What is being asked => Filter task. Return each line of the material that holds the string "EdgeRejection".

Source material =>
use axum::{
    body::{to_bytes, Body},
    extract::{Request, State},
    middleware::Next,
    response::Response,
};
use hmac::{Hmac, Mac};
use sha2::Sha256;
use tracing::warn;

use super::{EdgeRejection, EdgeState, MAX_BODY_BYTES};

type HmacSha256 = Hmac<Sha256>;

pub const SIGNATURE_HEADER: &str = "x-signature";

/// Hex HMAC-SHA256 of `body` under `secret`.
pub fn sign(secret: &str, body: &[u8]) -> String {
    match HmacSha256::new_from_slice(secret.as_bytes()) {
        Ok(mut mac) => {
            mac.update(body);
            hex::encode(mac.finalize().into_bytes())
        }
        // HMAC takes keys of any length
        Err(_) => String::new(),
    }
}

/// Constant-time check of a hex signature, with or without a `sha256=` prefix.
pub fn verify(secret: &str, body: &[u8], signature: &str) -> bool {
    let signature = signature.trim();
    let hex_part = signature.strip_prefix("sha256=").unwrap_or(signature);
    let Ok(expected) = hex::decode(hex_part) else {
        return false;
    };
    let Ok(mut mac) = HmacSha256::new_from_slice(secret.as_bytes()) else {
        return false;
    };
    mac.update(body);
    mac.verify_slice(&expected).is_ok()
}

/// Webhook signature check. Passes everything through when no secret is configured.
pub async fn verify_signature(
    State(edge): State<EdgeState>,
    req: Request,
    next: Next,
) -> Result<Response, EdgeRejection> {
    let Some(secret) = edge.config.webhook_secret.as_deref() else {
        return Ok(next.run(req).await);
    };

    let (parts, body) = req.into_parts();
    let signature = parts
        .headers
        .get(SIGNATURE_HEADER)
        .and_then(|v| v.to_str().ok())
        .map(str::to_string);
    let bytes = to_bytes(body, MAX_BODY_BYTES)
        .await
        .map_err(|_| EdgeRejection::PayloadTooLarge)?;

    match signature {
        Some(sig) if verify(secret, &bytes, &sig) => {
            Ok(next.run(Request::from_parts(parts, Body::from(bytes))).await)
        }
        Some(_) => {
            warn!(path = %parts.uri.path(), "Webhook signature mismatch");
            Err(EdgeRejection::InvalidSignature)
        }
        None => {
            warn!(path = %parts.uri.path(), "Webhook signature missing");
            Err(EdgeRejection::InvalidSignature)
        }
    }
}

--

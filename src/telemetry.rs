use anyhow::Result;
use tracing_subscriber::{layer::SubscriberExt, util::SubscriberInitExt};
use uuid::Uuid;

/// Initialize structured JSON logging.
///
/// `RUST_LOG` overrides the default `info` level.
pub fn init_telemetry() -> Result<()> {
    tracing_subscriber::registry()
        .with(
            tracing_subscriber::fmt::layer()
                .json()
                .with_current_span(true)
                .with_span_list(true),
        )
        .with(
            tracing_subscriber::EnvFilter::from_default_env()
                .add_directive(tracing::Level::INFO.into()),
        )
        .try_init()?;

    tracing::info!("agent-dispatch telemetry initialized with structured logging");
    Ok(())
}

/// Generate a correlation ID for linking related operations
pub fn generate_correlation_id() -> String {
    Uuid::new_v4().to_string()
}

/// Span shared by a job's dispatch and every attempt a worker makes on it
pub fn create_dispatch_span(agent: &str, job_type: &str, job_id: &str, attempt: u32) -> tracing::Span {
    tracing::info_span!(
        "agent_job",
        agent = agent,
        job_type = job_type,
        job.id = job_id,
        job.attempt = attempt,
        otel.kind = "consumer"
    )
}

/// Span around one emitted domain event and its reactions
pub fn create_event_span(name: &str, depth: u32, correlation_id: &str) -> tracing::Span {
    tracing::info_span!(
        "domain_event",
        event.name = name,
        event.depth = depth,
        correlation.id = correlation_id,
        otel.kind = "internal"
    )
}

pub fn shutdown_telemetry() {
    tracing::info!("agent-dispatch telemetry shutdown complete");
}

Answer for the task =>
use super::{EdgeRejection, EdgeState, MAX_BODY_BYTES};
) -> Result<Response, EdgeRejection> {
        .map_err(|_| EdgeRejection::PayloadTooLarge)?;
            Err(EdgeRejection::InvalidSignature)
            Err(EdgeRejection::InvalidSignature)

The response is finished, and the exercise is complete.